Performance of individual species as indicators for large mammal species richness in Northern Tanzania
School for Field Studies, Center for Wildlife Management Studies, PO Box 304, Karatu, Tanzania; Colorado CollegeCO, United States; Santa Clara University, 2734 Heatherstone Dr, SanRafael, CA, United States; Pennsylvania State University, University Park, PA, United States; Department of Biology, Hamilton College, 198 College Hill Road, Clinton, NY, United States; College of Agriculture, Forest and Life Sciences, Clemson University, Clemson, SC, United States
In order to prioritize areas for biodiversity conservation, conservation practitioners frequently employ a single species whose distribution is statistically related to overall species richness. However, the performance of single mammal species in terms of (1) their strength, (2) spatial and (3) temporal variability for predicting large mammal species richness has rarely been assessed. Drawing upon data from multiple vehicle-based surveys in four study sites with varying conservation management approaches in the Tarangire-Manyara ecosystem, we assessed the performance of thirteen candidate indicator species. Overall, we found that the association strength between the distribution of single large mammal species and overall large mammal species richness varied (1) considerably across four management units within the same ecosystem, (2) between seasons and (3) years.

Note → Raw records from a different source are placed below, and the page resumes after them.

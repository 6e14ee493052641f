use glam::Vec3;

use crate::catalog::{Catalog, Texture};
use crate::texture::mipmap_cell_offset;
use crate::vram::Vram;

/// Fetch a single RGB texel of packed level `level_factor`, clamping both
/// coordinates independently to the level's side (§4.3 step 5 — the
/// original only clamps `x`; see DESIGN.md OQ-2).
fn fetch_texel(vram: &Vram, texture: &Texture, level_factor: u32, x: i32, y: i32) -> Vec3 {
    let side = 1i32 << level_factor;
    let x = x.clamp(0, side - 1) as u32;
    let y = y.clamp(0, side - 1) as u32;
    let mut rgb = [0u8; 3];
    for channel in 0..3u32 {
        let cell = texture.offset + mipmap_cell_offset(texture.side, level_factor, channel, x, y);
        rgb[channel as usize] = vram.read(cell, 1)[0];
    }
    Vec3::new(rgb[0] as f32 / 255.0, rgb[1] as f32 / 255.0, rgb[2] as f32 / 255.0)
}

fn lerp(t: f32, b: Vec3, a: Vec3) -> Vec3 {
    a * t + b * (1.0 - t)
}

/// Bilinear, mip-selected texture lookup. `d_max` is the largest
/// screen-space derivative magnitude across the (u,v) varyings (§4.7);
/// `uv` is the (possibly out-of-[0,1]) texture coordinate.
pub fn tex_lookup(catalog: &Catalog, vram: &Vram, texture_handle: u32, d_max: f32, uv: glam::Vec2) -> Vec3 {
    let texture = catalog.texture(texture_handle);

    let d = (d_max * texture.side as f32).max(f32::MIN_POSITIVE);
    let mut level = d.log2().ceil() as i32;
    if level < 0 {
        level = 0;
    }
    if level > texture.mipmap_levels as i32 {
        level = texture.mipmap_levels as i32;
    }
    let level_factor = texture.mipmap_levels - level as u32;
    let level_side = 1u32 << level_factor;

    let u = (uv.x.abs()).fract();
    let v = (uv.y.abs()).fract();

    let texel_x = u * level_side as f32;
    let texel_y = v * level_side as f32;
    let x = texel_x as i32;
    let y = texel_y as i32;
    let frac_x = texel_x - x as f32;
    let frac_y = texel_y - y as f32;

    let ul = fetch_texel(vram, texture, level_factor, x, y);
    let ur = fetch_texel(vram, texture, level_factor, x + 1, y);
    let ll = fetch_texel(vram, texture, level_factor, x, y + 1);
    let lr = fetch_texel(vram, texture, level_factor, x + 1, y + 1);

    let upper = lerp(frac_x, ur, ul);
    let lower = lerp(frac_x, lr, ll);
    lerp(frac_y, lower, upper)
}

#[cfg(test)]
mod tests {
    use super::*;
    use crate::texture::load_texture;

    #[test]
    fn sampling_a_constant_color_texture_returns_that_color_at_any_lod() {
        let mut vram = Vram::new();
        let mut catalog = Catalog::new();
        let rgb = vec![64u8, 128, 192, 64, 128, 192, 64, 128, 192, 64, 128, 192];
        let handle = load_texture(&mut catalog, &mut vram, &rgb, 2, 2, 3, 1);

        for d_max in [0.001, 0.1, 1.0, 10.0] {
            let sample = tex_lookup(&catalog, &vram, handle, d_max, glam::Vec2::new(0.5, 0.5));
            assert!((sample.x - 64.0 / 255.0).abs() < 0.01);
            assert!((sample.y - 128.0 / 255.0).abs() < 0.01);
            assert!((sample.z - 192.0 / 255.0).abs() < 0.01);
        }
    }

    #[test]
    fn coordinates_outside_zero_one_wrap_by_fract_of_abs() {
        let mut vram = Vram::new();
        let mut catalog = Catalog::new();
        let rgb = vec![255u8, 0, 0, 255, 0, 0, 255, 0, 0, 255, 0, 0];
        let handle = load_texture(&mut catalog, &mut vram, &rgb, 2, 2, 3, 1);

        let inside = tex_lookup(&catalog, &vram, handle, 1.0, glam::Vec2::new(0.5, 0.5));
        let wrapped = tex_lookup(&catalog, &vram, handle, 1.0, glam::Vec2::new(-1.5, 2.5));
        assert!((inside.x - wrapped.x).abs() < 0.01);
    }

    #[test]
    fn out_of_range_texel_coordinates_are_clamped_on_both_axes() {
        // A regression guard for OQ-2: fetching one step past the edge on
        // either axis must clamp, not read into a neighboring packed cell.
        let mut vram = Vram::new();
        let mut catalog = Catalog::new();
        let rgb = vec![10u8, 20, 30, 40, 50, 60, 70, 80, 90, 100, 110, 120];
        let handle = load_texture(&mut catalog, &mut vram, &rgb, 2, 2, 3, 1);
        let texture = *catalog.texture(handle);

        let at_edge = fetch_texel(&vram, &texture, 1, 1, 1);
        let past_edge = fetch_texel(&vram, &texture, 1, 5, 5);
        assert_eq!(at_edge, past_edge);
    }
}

In contrast to a study carried out in central Tanzania, elephants performed poorly as an indicator of large mammal species richness. Applying our findings to conservation planning, we suggest that information on zebra and wildebeest distribution should be used for delineating corridors for large mammals between protected areas in this ecosystem. The distribution of these two species had a high correlation with overall large mammal species richness, and these correlations were relatively constant throughout time and space. More generally, our study suggests that the performance of indicator species (1) should be assessed across multiple seasons because snapshot surveys may provide biased estimates of indicator performance, (2), cannot necessarily be extrapolated to other ecosystems and (3) should be supplemented by ecological or functional considerations. © 2015 Elsevier Ltd.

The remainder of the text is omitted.